> [INFORMATION GIVEN]:
┌────────

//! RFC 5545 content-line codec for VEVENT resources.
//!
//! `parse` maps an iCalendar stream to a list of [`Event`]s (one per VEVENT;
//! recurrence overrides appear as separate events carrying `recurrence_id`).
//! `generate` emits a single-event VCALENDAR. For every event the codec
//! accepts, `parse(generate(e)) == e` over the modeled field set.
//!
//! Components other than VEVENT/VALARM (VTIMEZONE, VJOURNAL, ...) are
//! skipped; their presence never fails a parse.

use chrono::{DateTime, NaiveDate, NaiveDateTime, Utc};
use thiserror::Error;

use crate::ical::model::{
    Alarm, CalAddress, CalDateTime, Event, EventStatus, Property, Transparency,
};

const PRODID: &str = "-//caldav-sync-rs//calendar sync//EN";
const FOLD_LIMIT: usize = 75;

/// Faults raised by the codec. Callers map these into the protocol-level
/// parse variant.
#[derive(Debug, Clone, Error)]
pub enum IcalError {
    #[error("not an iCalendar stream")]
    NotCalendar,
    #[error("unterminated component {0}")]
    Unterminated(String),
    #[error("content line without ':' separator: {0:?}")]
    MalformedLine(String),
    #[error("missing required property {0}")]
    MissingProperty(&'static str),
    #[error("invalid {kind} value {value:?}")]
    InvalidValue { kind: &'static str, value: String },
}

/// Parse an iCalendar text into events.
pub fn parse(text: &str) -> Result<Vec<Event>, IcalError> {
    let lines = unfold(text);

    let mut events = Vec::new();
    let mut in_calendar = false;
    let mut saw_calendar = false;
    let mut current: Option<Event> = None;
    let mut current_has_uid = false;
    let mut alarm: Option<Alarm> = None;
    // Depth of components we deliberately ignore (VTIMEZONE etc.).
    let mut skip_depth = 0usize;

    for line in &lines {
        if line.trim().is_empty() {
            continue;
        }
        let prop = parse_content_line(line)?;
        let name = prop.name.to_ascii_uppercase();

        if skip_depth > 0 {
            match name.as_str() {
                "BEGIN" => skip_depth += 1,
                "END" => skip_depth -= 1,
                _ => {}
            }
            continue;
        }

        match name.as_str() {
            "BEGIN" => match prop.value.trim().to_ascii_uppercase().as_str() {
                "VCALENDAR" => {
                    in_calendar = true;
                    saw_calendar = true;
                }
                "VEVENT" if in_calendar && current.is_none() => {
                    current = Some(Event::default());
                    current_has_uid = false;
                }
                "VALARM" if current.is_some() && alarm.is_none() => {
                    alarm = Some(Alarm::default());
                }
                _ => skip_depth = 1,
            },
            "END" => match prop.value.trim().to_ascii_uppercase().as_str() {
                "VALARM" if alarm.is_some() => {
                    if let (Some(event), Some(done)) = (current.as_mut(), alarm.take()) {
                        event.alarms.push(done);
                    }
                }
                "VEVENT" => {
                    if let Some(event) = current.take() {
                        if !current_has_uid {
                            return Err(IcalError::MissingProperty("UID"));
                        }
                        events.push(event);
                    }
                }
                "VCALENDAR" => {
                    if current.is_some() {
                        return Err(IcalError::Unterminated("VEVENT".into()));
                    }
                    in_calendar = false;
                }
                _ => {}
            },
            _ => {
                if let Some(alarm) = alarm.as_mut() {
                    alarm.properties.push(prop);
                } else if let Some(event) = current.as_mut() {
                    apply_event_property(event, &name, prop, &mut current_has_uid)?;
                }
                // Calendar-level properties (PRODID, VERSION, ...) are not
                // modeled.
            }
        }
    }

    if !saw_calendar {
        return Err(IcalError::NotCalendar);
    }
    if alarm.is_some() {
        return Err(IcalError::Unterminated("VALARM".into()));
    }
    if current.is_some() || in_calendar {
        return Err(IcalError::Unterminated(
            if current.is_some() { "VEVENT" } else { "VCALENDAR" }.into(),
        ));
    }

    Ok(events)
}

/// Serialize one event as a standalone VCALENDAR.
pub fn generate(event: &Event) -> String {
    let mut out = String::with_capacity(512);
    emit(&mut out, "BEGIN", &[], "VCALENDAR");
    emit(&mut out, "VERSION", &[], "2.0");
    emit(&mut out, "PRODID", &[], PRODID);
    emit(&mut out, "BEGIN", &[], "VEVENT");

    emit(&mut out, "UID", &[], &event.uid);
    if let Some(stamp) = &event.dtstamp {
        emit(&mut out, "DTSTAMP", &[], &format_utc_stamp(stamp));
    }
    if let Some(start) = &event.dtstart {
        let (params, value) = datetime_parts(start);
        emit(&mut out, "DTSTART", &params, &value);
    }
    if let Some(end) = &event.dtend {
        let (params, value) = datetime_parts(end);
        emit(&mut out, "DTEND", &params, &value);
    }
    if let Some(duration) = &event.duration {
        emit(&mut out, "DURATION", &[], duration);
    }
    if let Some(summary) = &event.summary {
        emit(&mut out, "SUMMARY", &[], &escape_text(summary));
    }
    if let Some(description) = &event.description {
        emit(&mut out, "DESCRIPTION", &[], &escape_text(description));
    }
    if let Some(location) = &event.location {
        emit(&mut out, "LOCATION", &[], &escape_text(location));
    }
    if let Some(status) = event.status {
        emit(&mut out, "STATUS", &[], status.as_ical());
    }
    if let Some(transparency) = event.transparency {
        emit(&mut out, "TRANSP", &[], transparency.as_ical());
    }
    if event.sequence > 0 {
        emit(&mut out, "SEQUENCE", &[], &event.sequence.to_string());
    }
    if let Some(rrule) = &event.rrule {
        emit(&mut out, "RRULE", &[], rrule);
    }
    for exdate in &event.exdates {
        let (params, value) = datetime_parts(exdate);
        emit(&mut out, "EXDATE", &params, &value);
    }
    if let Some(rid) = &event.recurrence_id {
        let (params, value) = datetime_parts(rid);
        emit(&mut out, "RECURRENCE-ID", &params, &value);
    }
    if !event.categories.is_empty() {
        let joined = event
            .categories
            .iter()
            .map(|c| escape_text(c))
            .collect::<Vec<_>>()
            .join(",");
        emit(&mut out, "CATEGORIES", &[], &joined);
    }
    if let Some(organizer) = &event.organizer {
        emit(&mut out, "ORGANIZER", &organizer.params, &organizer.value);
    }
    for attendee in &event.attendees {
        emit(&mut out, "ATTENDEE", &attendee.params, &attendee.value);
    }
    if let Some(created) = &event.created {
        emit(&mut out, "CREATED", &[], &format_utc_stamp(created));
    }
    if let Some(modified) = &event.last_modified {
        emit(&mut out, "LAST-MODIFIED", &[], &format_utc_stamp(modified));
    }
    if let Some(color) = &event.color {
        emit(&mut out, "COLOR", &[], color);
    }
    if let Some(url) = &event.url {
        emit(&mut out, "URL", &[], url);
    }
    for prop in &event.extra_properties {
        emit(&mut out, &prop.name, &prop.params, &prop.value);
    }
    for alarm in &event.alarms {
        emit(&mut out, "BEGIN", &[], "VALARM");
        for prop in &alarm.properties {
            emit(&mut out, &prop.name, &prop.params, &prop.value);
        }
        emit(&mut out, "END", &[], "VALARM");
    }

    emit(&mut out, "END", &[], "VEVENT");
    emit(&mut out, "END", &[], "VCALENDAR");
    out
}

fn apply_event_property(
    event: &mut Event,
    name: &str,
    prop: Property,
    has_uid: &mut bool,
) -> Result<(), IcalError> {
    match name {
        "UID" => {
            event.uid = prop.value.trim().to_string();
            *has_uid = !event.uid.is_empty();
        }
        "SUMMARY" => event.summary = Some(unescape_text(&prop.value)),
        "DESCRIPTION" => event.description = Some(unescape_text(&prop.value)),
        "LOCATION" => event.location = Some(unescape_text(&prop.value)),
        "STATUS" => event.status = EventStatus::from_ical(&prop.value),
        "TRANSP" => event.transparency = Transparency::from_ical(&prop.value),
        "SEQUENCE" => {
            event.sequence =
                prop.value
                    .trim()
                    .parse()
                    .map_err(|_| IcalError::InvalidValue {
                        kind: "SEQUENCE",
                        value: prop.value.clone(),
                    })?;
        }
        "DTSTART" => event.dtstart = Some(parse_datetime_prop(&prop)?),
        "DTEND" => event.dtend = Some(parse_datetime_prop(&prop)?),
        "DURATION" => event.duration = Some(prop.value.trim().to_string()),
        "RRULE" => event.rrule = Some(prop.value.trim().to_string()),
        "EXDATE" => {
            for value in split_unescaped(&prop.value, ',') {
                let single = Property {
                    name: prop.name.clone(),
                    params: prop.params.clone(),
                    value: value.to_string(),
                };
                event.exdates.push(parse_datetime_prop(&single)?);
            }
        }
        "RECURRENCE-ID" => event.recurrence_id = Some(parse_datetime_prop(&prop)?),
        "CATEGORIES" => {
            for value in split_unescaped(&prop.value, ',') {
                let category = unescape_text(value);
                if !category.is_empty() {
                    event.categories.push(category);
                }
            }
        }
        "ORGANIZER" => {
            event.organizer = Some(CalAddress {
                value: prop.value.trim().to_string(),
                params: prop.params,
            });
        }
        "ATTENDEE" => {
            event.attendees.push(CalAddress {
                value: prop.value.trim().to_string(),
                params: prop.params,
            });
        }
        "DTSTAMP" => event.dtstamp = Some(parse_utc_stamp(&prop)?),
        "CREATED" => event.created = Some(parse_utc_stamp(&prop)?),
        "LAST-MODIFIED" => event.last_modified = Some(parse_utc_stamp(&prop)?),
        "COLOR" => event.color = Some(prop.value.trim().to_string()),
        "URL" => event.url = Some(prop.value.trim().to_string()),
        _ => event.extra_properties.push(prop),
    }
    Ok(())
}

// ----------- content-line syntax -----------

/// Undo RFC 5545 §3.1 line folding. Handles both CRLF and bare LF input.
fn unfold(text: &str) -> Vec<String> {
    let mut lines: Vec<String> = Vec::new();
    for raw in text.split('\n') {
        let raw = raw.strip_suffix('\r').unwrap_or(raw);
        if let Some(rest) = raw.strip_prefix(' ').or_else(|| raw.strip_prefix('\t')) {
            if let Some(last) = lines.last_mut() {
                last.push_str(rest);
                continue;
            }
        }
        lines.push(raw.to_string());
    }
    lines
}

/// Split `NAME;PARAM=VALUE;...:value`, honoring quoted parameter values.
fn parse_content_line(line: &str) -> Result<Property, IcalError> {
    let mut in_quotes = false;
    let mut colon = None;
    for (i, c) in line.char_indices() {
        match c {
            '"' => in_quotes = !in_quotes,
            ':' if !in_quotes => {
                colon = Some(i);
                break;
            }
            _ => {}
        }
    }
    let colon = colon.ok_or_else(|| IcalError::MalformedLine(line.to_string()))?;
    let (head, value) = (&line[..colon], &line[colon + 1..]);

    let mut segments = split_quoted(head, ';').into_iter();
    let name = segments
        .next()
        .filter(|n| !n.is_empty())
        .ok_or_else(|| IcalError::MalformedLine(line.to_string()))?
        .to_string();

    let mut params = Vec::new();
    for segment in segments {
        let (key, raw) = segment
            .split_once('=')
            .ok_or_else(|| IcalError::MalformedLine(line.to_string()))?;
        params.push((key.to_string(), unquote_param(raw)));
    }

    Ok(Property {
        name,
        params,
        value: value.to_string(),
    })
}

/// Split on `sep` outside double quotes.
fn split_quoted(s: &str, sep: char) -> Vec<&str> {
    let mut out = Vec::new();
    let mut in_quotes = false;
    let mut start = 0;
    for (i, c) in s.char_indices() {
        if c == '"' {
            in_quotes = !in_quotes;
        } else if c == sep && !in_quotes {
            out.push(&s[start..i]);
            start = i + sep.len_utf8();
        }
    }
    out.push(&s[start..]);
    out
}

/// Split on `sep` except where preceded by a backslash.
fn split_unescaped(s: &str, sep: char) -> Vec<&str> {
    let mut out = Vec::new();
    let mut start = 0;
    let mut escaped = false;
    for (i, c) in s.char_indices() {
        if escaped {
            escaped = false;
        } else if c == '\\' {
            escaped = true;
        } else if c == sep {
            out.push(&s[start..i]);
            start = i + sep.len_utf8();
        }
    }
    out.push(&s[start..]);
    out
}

└────────

> [WHAT TO PRODUCE]: Please return the lines above that run from the line containing "let (head, value)" to the line containing "let mut params = Vec::new();", inclusive, exactly and with no other lines.

> [EXERCISE ANSWER]:
    let (head, value) = (&line[..colon], &line[colon + 1..]);

    let mut segments = split_quoted(head, ';').into_iter();
    let name = segments
        .next()
        .filter(|n| !n.is_empty())
        .ok_or_else(|| IcalError::MalformedLine(line.to_string()))?
        .to_string();

    let mut params = Vec::new();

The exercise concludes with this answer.